I put on the woman’s cuff and it activated, recognizing me as her. The picture on Caramenta’s digital ID looked even more like me than her corpse. Her address was in Wiley City. I always wanted to live in Wiley City.
Caramenta, Caramenta, Caramenta. I repeated it so I wouldn’t forget.
“Good. Thought we’d lost you on your first day out.”
“No. I’m just…confused.”
An irritated sigh, followed by, “I’m bringing you back. You’re not ready. I’ll walk you through the return procedure, but just this once. When you get back you’ll need to do more than pretend to study the manuals.”
Maybe it shouldn’t have been easy, peeling the clothes off of my own corpse and leaving just enough of my things to identify her as me, but anything is possible once you convince yourself it’s necessary.
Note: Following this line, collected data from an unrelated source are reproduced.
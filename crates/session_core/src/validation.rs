//! Form checks the auth screens run before submitting to the controller.

use std::sync::LazyLock;

use regex::Regex;

static EMAIL_RE: LazyLock<Regex> =
    LazyLock::new(|| Regex::new(r"^[^\s@]+@[^\s@]+\.[^\s@]+$").expect("invalid regex"));
static USERNAME_RE: LazyLock<Regex> =
    LazyLock::new(|| Regex::new(r"^[A-Za-z0-9_]{3,}$").expect("invalid regex"));

const LOGIN_PASSWORD_MIN_LEN: usize = 6;
const SIGNUP_PASSWORD_MIN_LEN: usize = 8;
const PHONE_MIN_DIGITS: usize = 10;
const VERIFICATION_CODE_LEN: usize = 6;

pub fn is_valid_email(email: &str) -> bool {
    EMAIL_RE.is_match(email)
}

pub fn is_valid_login_password(password: &str) -> bool {
    password.chars().count() >= LOGIN_PASSWORD_MIN_LEN
}

pub fn is_valid_signup_password(password: &str) -> bool {
    password.chars().count() >= SIGNUP_PASSWORD_MIN_LEN
}

pub fn passwords_match(password: &str, confirmation: &str) -> bool {
    !confirmation.is_empty() && password == confirmation
}

pub fn phone_digits(phone: &str) -> String {
    phone.chars().filter(char::is_ascii_digit).collect()
}

pub fn is_valid_phone_number(phone: &str) -> bool {
    phone_digits(phone).len() >= PHONE_MIN_DIGITS
}

pub fn is_valid_verification_code(code: &str) -> bool {
    code.len() == VERIFICATION_CODE_LEN && code.bytes().all(|b| b.is_ascii_digit())
}

pub fn is_valid_username(username: &str) -> bool {
    USERNAME_RE.is_match(username)
}

/// `(555) 123-4567` for exactly ten digits; anything else is returned as given.
pub fn format_phone_number(phone: &str) -> String {
    let digits = phone_digits(phone);
    if digits.len() != 10 {
        return phone.to_string();
    }
    format!("({}) {}-{}", &digits[..3], &digits[3..6], &digits[6..])
}

#[cfg(test)]
mod tests {
    use super::*;

    #[test]
    fn email_needs_local_part_domain_and_tld() {
        assert!(is_valid_email("a@b.com"));
        assert!(is_valid_email("first.last@sub.example.org"));
        assert!(!is_valid_email("a@b"));
        assert!(!is_valid_email("a b@c.com"));
        assert!(!is_valid_email("@b.com"));
        assert!(!is_valid_email(""));
    }

    #[test]
    fn password_lengths_differ_between_login_and_signup() {
        assert!(is_valid_login_password("secret"));
        assert!(!is_valid_signup_password("secret"));
        assert!(is_valid_signup_password("secret12"));
    }

    #[test]
    fn empty_confirmation_never_matches() {
        assert!(!passwords_match("", ""));
        assert!(passwords_match("secret12", "secret12"));
        assert!(!passwords_match("secret12", "secret13"));
    }

    #[test]
    fn phone_numbers_count_digits_only() {
        assert!(is_valid_phone_number("(555) 123-4567"));
        assert!(!is_valid_phone_number("555-1234"));
        assert_eq!(format_phone_number("5551234567"), "(555) 123-4567");
        assert_eq!(format_phone_number("555123"), "555123");
    }

    #[test]
    fn verification_code_is_six_digits() {
        assert!(is_valid_verification_code("123456"));
        assert!(!is_valid_verification_code("12345"));
        assert!(!is_valid_verification_code("12345a"));
    }

    #[test]
    fn usernames_are_word_characters() {
        assert!(is_valid_username("alice_01"));
        assert!(!is_valid_username("al"));
        assert!(!is_valid_username("alice!"));
    }
}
I’m not sorry, and I’ve never been ashamed.
After I changed into her clothes, Dell pulled me over and I was born into a brand-new world. That was six years ago. Six years since I’ve heard anyone say my real name. Some days, I can’t even remember it.
* * * r />
ON SATURDAY I work in the garden with Esther, because it offends me less than accompanying my mother and stepfather while they preach. The ground in Ashtown grows like it’s half salt—leftover corruption from the same factories that used to pump soot into the air, giving the town its name—so the “garden” is an abandoned airplane hangar on the edge of my parents’ land. There are rows of pots filled with imported soil, and the insulation is better than most houses in this area. The congregation helps with the tending and my stepfather divides the harvest evenly among his parishioners.
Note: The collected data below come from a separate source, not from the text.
//! Error types for dataset loading.

use thiserror::Error;

/// Failure to obtain the raw text of a dataset.
#[derive(Error, Debug)]
pub enum LoadError {
    /// Local file could not be read
    #[error("failed to read {path}: {source}")]
    Io {
        path: String,
        #[source]
        source: std::io::Error,
    },

    /// HTTP request failed or returned a non-success status
    #[error("request to {url} failed: {source}")]
    Http {
        url: String,
        #[source]
        source: reqwest::Error,
    },

    /// Location string is neither a usable path nor a valid URL
    #[error("invalid dataset location: {0}")]
    InvalidLocation(String),

    /// Both the primary and the fallback location failed
    #[error("{primary}; fallback also failed: {fallback}")]
    Exhausted {
        primary: Box<LoadError>,
        fallback: Box<LoadError>,
    },
}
Ruralites aren’t allowed to gossip, but they are allowed to stare, and those working with us can’t help but look at the once-holy daughter of their leader, who went into the city and turned sinner overnight. I stay close to Esther, hiding in the shadow of her belonging. The work clothes I’m wearing stay in the back of my closet until visits like this, so even though it’s been years since I bought them they still have that too-new look. Like I am an imposter. And I am. Back in the Wiles, I pass for someone who has known stability and money her whole life. Here, I pass for someone who remembers how to pray and scrape, who would never let the same kind of peppers they’ve spent weeks nurturing mold forgotten in the back of her fridge. I am always pretending, always wearing costumes but never just clothes.
Esther and I water and check the plants for salt-rot, a parasite carried in on the bodies of flies. It’s the only thing that lives in the sludge far to the south that used to be a lake. The environment got too toxic for anything else, but salt-rot survived, jumping from reeds to ground plants to trees, leaving petrified white behind as it leached the nutrients out of its hosts.
On Earth 312 the factories we chased out here are still pumping, and there are no human inhabitants beyond workers who don’t leave the airtight facility. In that world, salt-rot continued to evolve after the trees and the flies were dead. In that world it can infect the skin of a human and spread slowly but inevitably until a few years pass and all that’s left is a glistening white corpse. They used to call it salt-rot too, but now they call it Lot’s Wife and treat it like it’s a curse instead of just a virus. I have the tiniest leaf of it in one of my sealed bags in the collection on my wall, and even though Eldridge’s specimen bags are guaranteed to contain it, having Lot’s Wife in my home is the closest I get to feeling true danger anymore.